最愛の妻・きよを失い、蔦重と対立した喜多川歌麿はその身を案じたつよとともに栃木へ向かう。蔦重は本を検閲する行事役を丸め込み、好色本を教訓読本と書いた袋に入れて売り出したが、奉行所の目はごまかせず、山東京伝とともに捕縛された。お白州で松平定信と対峙した蔦重は一歩も引かず己の正当性を訴えるが、厳しい取り調べを受ける。一方、定信は腹心の部下である本多忠籌(矢島健一)や松平信明(福山翔大)から、これまでの政策を田沼以下の政との誹りを受けかねないと批判された。

注目度トップ3以外の見どころとしては、離別する蔦重と義弟・喜多川歌麿のシーンが挙げられる。きよを失い錯乱する歌麿を止めようとする蔦重は、思わず「お前は鬼の子なんだ!」と歌麿のトラウマを刺激する言葉を発した。蔦重は後悔するが、一度広がった溝は埋められず歌麿は江戸を離れる。つよが同行してくれているので、うまくフォローしてくれるといいのだが、2人の仲は修復できるのだろうか。また、ボロボロになるほどひどい処罰を受けたにもかかわらず、なお戯けようとする蔦重を諭したていと鶴屋喜右衛門がネットでは称賛されている。

ていはお白州で初鹿野信興に絡みだした蔦重の頬をはたきながら説教し、喜右衛門は皆が真剣に今後を考えている最中に、冗談を口走った蔦重に今までにない険しい顔と声色で「ほんと、ほんとそういうところですよ!」と」厳しく叱責した。蔦重の悪ふざけが過ぎたようだ。今回は我が道を行く蔦重の悪いところが数多く目立った。

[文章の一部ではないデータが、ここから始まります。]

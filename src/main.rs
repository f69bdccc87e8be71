//! order-pipeline - Kafka order event pipeline
//!
//! `produce` publishes mock food orders to Kafka at a fixed rate, keyed by
//! customer id. `consume` reads them as a member of a consumer group,
//! validates them and writes each one exactly once to PostgreSQL.
//!
//! # Usage
//!
//! ```bash
//! # Publish 20 orders per second for two minutes
//! order-pipeline produce --rate 20 --duration 120
//!
//! # Publish until interrupted, reproducible data
//! order-pipeline produce --duration 0 --seed 12345
//!
//! # Consume with text logs
//! order-pipeline --log-format text consume --group-id order-processors
//! ```
//!
//! Both commands stop gracefully on SIGINT (Ctrl+C) or SIGTERM.

use clap::{Parser, Subcommand};
use std::process::ExitCode;
use std::sync::Arc;
use std::time::Duration;

use order_pipeline::config::Config;
use order_pipeline::db::{self, OrderStore, PgOrderRepository, RetryingWriter};
use order_pipeline::error::{Error, Result};
use order_pipeline::kafka::{
    ConsumerSettings, KafkaLogConsumer, KafkaLogProducer, MessageProcessor, OrderConsumer,
    OrderPublisher, ProducerLoop, ProducerLoopSettings,
};
use order_pipeline::logging;
use order_pipeline::mock_data::{MockDataGenerator, NUM_CUSTOMERS};
use order_pipeline::shutdown::ShutdownHandle;

const METADATA_TIMEOUT: Duration = Duration::from_secs(10);

/// Kafka order event pipeline
#[derive(Parser, Debug)]
#[command(name = "order-pipeline")]
#[command(about = "Kafka order producer and idempotent PostgreSQL consumer")]
#[command(version)]
struct Cli {
    /// Kafka bootstrap servers (overrides KAFKA_BOOTSTRAP_SERVERS)
    #[arg(long, global = true)]
    bootstrap_servers: Option<String>,

    /// Orders topic (overrides KAFKA_TOPIC_ORDERS)
    #[arg(long, global = true)]
    topic: Option<String>,

    /// Log level (overrides LOG_LEVEL)
    #[arg(long, global = true, value_parser = ["trace", "debug", "info", "warn", "error"])]
    log_level: Option<String>,

    /// Log format (overrides LOG_FORMAT)
    #[arg(long, global = true, value_parser = ["json", "text"])]
    log_format: Option<String>,

    #[command(subcommand)]
    command: Command,
}

#[derive(Subcommand, Debug)]
enum Command {
    /// Generate mock orders and publish them to Kafka
    Produce(ProduceArgs),
    /// Consume orders from Kafka and store them in PostgreSQL
    Consume(ConsumeArgs),
}

#[derive(clap::Args, Debug)]
struct ProduceArgs {
    /// Orders per second, 1-1000
    #[arg(long)]
    rate: Option<u32>,

    /// Run duration in seconds, 0 runs until interrupted
    #[arg(long)]
    duration: Option<u64>,

    /// Seed for reproducible mock data
    #[arg(long)]
    seed: Option<u64>,

    /// Producer client id
    #[arg(long)]
    client_id: Option<String>,
}

#[derive(clap::Args, Debug)]
struct ConsumeArgs {
    /// Consumer group id
    #[arg(long)]
    group_id: Option<String>,

    /// Consumer client id
    #[arg(long)]
    client_id: Option<String>,
}

impl Cli {
    /// Apply command-line overrides on top of the environment
    fn apply(&self, config: &mut Config) {
        if let Some(brokers) = &self.bootstrap_servers {
            config.kafka.brokers = brokers.clone();
        }
        if let Some(topic) = &self.topic {
            config.kafka.orders_topic = topic.clone();
        }
        if let Some(level) = &self.log_level {
            config.logging.log_level = level.clone();
        }
        if let Some(format) = &self.log_format {
            config.logging.log_format = format.clone();
        }

        match &self.command {
            Command::Produce(args) => {
                if let Some(rate) = args.rate {
                    config.producer.rate = rate;
                }
                if let Some(duration) = args.duration {
                    config.producer.duration_secs = duration;
                }
                if let Some(seed) = args.seed {
                    config.producer.mock_seed = seed;
                }
                if let Some(client_id) = &args.client_id {
                    config.kafka.producer_client_id = client_id.clone();
                }
            },
            Command::Consume(args) => {
                if let Some(group_id) = &args.group_id {
                    config.kafka.consumer_group = group_id.clone();
                }
                if let Some(client_id) = &args.client_id {
                    config.kafka.consumer_client_id = client_id.clone();
                }
            },
        }
    }

    fn service_name(&self) -> &'static str {
        match self.command {
            Command::Produce(_) => "order-producer",
            Command::Consume(_) => "order-consumer",
        }
    }
}

#[tokio::main]
async fn main() -> ExitCode {
    let cli = Cli::parse();

    let mut config = match Config::from_env() {
        Ok(config) => config,
        Err(e) => {
            eprintln!("Failed to load configuration: {}", e);
            return ExitCode::FAILURE;
        },
    };
    cli.apply(&mut config);

    if let Err(e) = config.validate() {
        eprintln!("Invalid configuration: {}", e);
        return ExitCode::FAILURE;
    }

    let service = cli.service_name();
    if let Err(e) = logging::init_tracing(
        &config.logging.log_level,
        &config.logging.log_format,
        service,
    ) {
        eprintln!("{}", e);
        return ExitCode::FAILURE;
    }

    config.log_config();
    tracing::info!(version = env!("CARGO_PKG_VERSION"), service, "Starting");

    let result = match cli.command {
        Command::Produce(_) => run_producer(config).await,
        Command::Consume(_) => run_consumer(config).await,
    };

    match result {
        Ok(()) => {
            tracing::info!(service, "Shutdown complete");
            ExitCode::SUCCESS
        },
        Err(e) => {
            order_pipeline::log_error!(e, "Service failed");
            ExitCode::FAILURE
        },
    }
}

async fn run_producer(config: Config) -> Result<()> {
    let producer = KafkaLogProducer::new(&config.kafka)?;

    tracing::info!(brokers = %config.kafka.brokers, "Validating Kafka connection");
    let metadata = producer
        .topic_metadata(&config.kafka.orders_topic, METADATA_TIMEOUT)
        .await?;
    tracing::info!(
        topic = %metadata.topic,
        partition_count = metadata.partitions.len(),
        partitions = ?metadata.partitions,
        "Topic metadata"
    );

    tracing::info!(
        seed = config.producer.mock_seed,
        num_customers = NUM_CUSTOMERS,
        "Initializing mock data generator"
    );
    let generator = MockDataGenerator::new(config.producer.mock_seed);

    let shutdown = ShutdownHandle::new();
    shutdown.listen_for_signals();

    let publisher = OrderPublisher::new(
        producer,
        config.kafka.orders_topic.clone(),
        config.producer.receipt_buffer,
    );
    let stats = ProducerLoop::new(
        publisher,
        generator,
        ProducerLoopSettings::from(&config.producer),
        shutdown,
    )
    .run()
    .await;

    if stats.errors > 0 || stats.undelivered > 0 {
        tracing::warn!(
            errors = stats.errors,
            undelivered = stats.undelivered,
            "Producer finished with unpublished orders"
        );
    }

    Ok(())
}

async fn run_consumer(config: Config) -> Result<()> {
    let pool = db::create_pool(&config.database).await?;

    if config.database.run_migrations {
        db::run_migrations(&pool)
            .await
            .map_err(|e| Error::database(format!("Failed to run migrations: {}", e)))?;
        tracing::info!("Database migrations applied");
    }

    let store = Arc::new(PgOrderRepository::new(pool));
    let stored_orders = store.count().await?;
    tracing::info!(stored_orders, "Order store ready");

    let consumer = match KafkaLogConsumer::new(&config.kafka) {
        Ok(consumer) => consumer,
        Err(e) => {
            store.close().await;
            return Err(e);
        },
    };

    let shutdown = ShutdownHandle::new();
    shutdown.listen_for_signals();

    let processor =
        MessageProcessor::new(RetryingWriter::new(store, config.consumer.retry_policy()));
    let mut order_consumer = OrderConsumer::new(
        consumer,
        config.kafka.orders_topic.clone(),
        processor,
        ConsumerSettings::from(&config.consumer),
        shutdown,
    );

    order_consumer.run().await?;
    Ok(())
}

そして、松平定信の命令で葵小僧を捕らえるために勇ましく出動する長谷川平蔵宣以のシーンも挙げられる。火付盗賊改方として、凛々しい姿を見せてくれた。平蔵は蔦重のためにもいろいろと動いてくれていた。葵小僧は実在した盗賊で、徳川家の家紋「葵紋」を掲げて旗本の行列を装い、押込強盗を繰り返した。長谷川平蔵によって捕縛されると、約10日後という異例の速さで獄門にかけられたと伝わる。

きょう19日に放送される第40話「尽きせぬは欲の泉」では、蔦重が喜多川歌麿の残した絵を錦絵にしようと栃木の歌麿へ会いに向かう。さらに耕書堂には滝沢瑣吉(津田健次郎)、勝川春朗(野生爆弾・くっきー!)といった新しい面々が加わる。